Exercise aim: Reproduce all the data verbatim.

Stored data:
========================================================================
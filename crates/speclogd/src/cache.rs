use dashmap::DashMap;
use speclog::{OutlineParser, ParseError, ParseResult, TextLines};
use std::sync::atomic::{AtomicBool, Ordering};
use std::sync::Arc;
use tokio::sync::watch;
use tower_lsp::lsp_types::Url;

/// Latest completed parse of a document.
#[derive(Debug, Clone, Default)]
struct Snapshot {
    /// Generation of the parse that produced `result`.
    generation: u64,
    /// Highest generation that finished, successfully or not.
    settled: u64,
    result: Option<Arc<ParseResult>>,
}

#[derive(Debug)]
struct Entry {
    generation: u64,
    pending: Arc<AtomicBool>,
    snapshots: Arc<watch::Sender<Snapshot>>,
}

impl Entry {
    fn new() -> Self {
        let (tx, _rx) = watch::channel(Snapshot::default());
        Self {
            generation: 0,
            pending: Arc::new(AtomicBool::new(false)),
            snapshots: Arc::new(tx),
        }
    }
}

/// Parse results keyed by document.
///
/// Each open document has at most one parse in flight: scheduling a new one
/// cancels the previous. Readers always get the newest completed result,
/// never a partial one.
#[derive(Debug, Default)]
pub struct ParseCache {
    entries: DashMap<Url, Entry>,
}

impl ParseCache {
    pub fn new() -> Self {
        Self::default()
    }

    pub fn contains(&self, uri: &Url) -> bool {
        self.entries.contains_key(uri)
    }

    pub fn len(&self) -> usize {
        self.entries.len()
    }

    pub fn is_empty(&self) -> bool {
        self.entries.is_empty()
    }

    /// Starts parsing `lines` in the background, superseding any pending
    /// parse of the same document.
    pub fn schedule(&self, uri: Url, lines: TextLines, parser: OutlineParser) {
        let cancel = Arc::new(AtomicBool::new(false));
        let (generation, snapshots) = {
            let mut entry = self.entries.entry(uri.clone()).or_insert_with(Entry::new);
            entry.pending.store(true, Ordering::Release);
            entry.pending = Arc::clone(&cancel);
            entry.generation += 1;
            (entry.generation, Arc::clone(&entry.snapshots))
        };

        tokio::spawn(async move {
            let outcome =
                tokio::task::spawn_blocking(move || parser.parse_cancellable(&lines, &cancel)).await;

            match outcome {
                Ok(Ok(result)) => {
                    let result = Arc::new(result);
                    snapshots.send_if_modified(|snapshot| {
                        if snapshot.generation >= generation {
                            return false;
                        }
                        snapshot.generation = generation;
                        snapshot.settled = snapshot.settled.max(generation);
                        snapshot.result = Some(result);
                        true
                    });
                    log::debug!("parsed {} (generation {})", uri, generation);
                }
                Ok(Err(ParseError::Cancelled { line })) => {
                    log::debug!("parse of {} superseded at line {}", uri, line);
                }
                Err(e) => {
                    // Keep the previous result so readers are not stuck
                    // waiting for a parse that will never complete.
                    log::error!("parse of {} failed: {}", uri, e);
                    snapshots.send_if_modified(|snapshot| {
                        if snapshot.settled >= generation {
                            return false;
                        }
                        snapshot.settled = generation;
                        true
                    });
                }
            }
        });
    }

    /// Waits for the parse that was current when called (or a newer one)
    /// and returns its result.
    ///
    /// Returns `None` for unknown documents, or when the document is closed
    /// while waiting.
    pub async fn latest(&self, uri: &Url) -> Option<Arc<ParseResult>> {
        let (generation, mut rx) = {
            let entry = self.entries.get(uri)?;
            (entry.generation, entry.snapshots.subscribe())
        };
        let snapshot = rx.wait_for(|s| s.settled >= generation).await.ok()?;
        snapshot.result.clone()
    }

    /// Newest completed result, without waiting.
    pub fn completed(&self, uri: &Url) -> Option<Arc<ParseResult>> {
        let entry = self.entries.get(uri)?;
        let snapshot = entry.snapshots.borrow();
        snapshot.result.clone()
    }

    /// Forgets a document and cancels its pending parse.
    pub fn remove(&self, uri: &Url) {
        if let Some((_, entry)) = self.entries.remove(uri) {
            entry.pending.store(true, Ordering::Release);
        }
    }
}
========================================================================
Final answer:
filename crates/speclogd/src/cache.rs
use dashmap::DashMap;
use speclog::{OutlineParser, ParseError, ParseResult, TextLines};
use std::sync::atomic::{AtomicBool, Ordering};
use std::sync::Arc;
use tokio::sync::watch;
use tower_lsp::lsp_types::Url;

/// Latest completed parse of a document.
#[derive(Debug, Clone, Default)]
struct Snapshot {
    /// Generation of the parse that produced `result`.
    generation: u64,
    /// Highest generation that finished, successfully or not.
    settled: u64,
    result: Option<Arc<ParseResult>>,
}

#[derive(Debug)]
struct Entry {
    generation: u64,
    pending: Arc<AtomicBool>,
    snapshots: Arc<watch::Sender<Snapshot>>,
}

impl Entry {
    fn new() -> Self {
        let (tx, _rx) = watch::channel(Snapshot::default());
        Self {
            generation: 0,
            pending: Arc::new(AtomicBool::new(false)),
            snapshots: Arc::new(tx),
        }
    }
}

/// Parse results keyed by document.
///
/// Each open document has at most one parse in flight: scheduling a new one
/// cancels the previous. Readers always get the newest completed result,
/// never a partial one.
#[derive(Debug, Default)]
pub struct ParseCache {
    entries: DashMap<Url, Entry>,
}

impl ParseCache {
    pub fn new() -> Self {
        Self::default()
    }

    pub fn contains(&self, uri: &Url) -> bool {
        self.entries.contains_key(uri)
    }

    pub fn len(&self) -> usize {
        self.entries.len()
    }

    pub fn is_empty(&self) -> bool {
        self.entries.is_empty()
    }

    /// Starts parsing `lines` in the background, superseding any pending
    /// parse of the same document.
    pub fn schedule(&self, uri: Url, lines: TextLines, parser: OutlineParser) {
        let cancel = Arc::new(AtomicBool::new(false));
        let (generation, snapshots) = {
            let mut entry = self.entries.entry(uri.clone()).or_insert_with(Entry::new);
            entry.pending.store(true, Ordering::Release);
            entry.pending = Arc::clone(&cancel);
            entry.generation += 1;
            (entry.generation, Arc::clone(&entry.snapshots))
        };

        tokio::spawn(async move {
            let outcome =
                tokio::task::spawn_blocking(move || parser.parse_cancellable(&lines, &cancel)).await;

            match outcome {
                Ok(Ok(result)) => {
                    let result = Arc::new(result);
                    snapshots.send_if_modified(|snapshot| {
                        if snapshot.generation >= generation {
                            return false;
                        }
                        snapshot.generation = generation;
                        snapshot.settled = snapshot.settled.max(generation);
                        snapshot.result = Some(result);
                        true
                    });
                    log::debug!("parsed {} (generation {})", uri, generation);
                }
                Ok(Err(ParseError::Cancelled { line })) => {
                    log::debug!("parse of {} superseded at line {}", uri, line);
                }
                Err(e) => {
                    // Keep the previous result so readers are not stuck
                    // waiting for a parse that will never complete.
                    log::error!("parse of {} failed: {}", uri, e);
                    snapshots.send_if_modified(|snapshot| {
                        if snapshot.settled >= generation {
                            return false;
                        }
                        snapshot.settled = generation;
                        true
                    });
                }
            }
        });
    }

    /// Waits for the parse that was current when called (or a newer one)
    /// and returns its result.
    ///
    /// Returns `None` for unknown documents, or when the document is closed
    /// while waiting.
    pub async fn latest(&self, uri: &Url) -> Option<Arc<ParseResult>> {
        let (generation, mut rx) = {
            let entry = self.entries.get(uri)?;
            (entry.generation, entry.snapshots.subscribe())
        };
        let snapshot = rx.wait_for(|s| s.settled >= generation).await.ok()?;
        snapshot.result.clone()
    }

    /// Newest completed result, without waiting.
    pub fn completed(&self, uri: &Url) -> Option<Arc<ParseResult>> {
        let entry = self.entries.get(uri)?;
        let snapshot = entry.snapshots.borrow();
        snapshot.result.clone()
    }

    /// Forgets a document and cancels its pending parse.
    pub fn remove(&self, uri: &Url) {
        if let Some((_, entry)) = self.entries.remove(uri) {
            entry.pending.store(true, Ordering::Release);
        }
    }
}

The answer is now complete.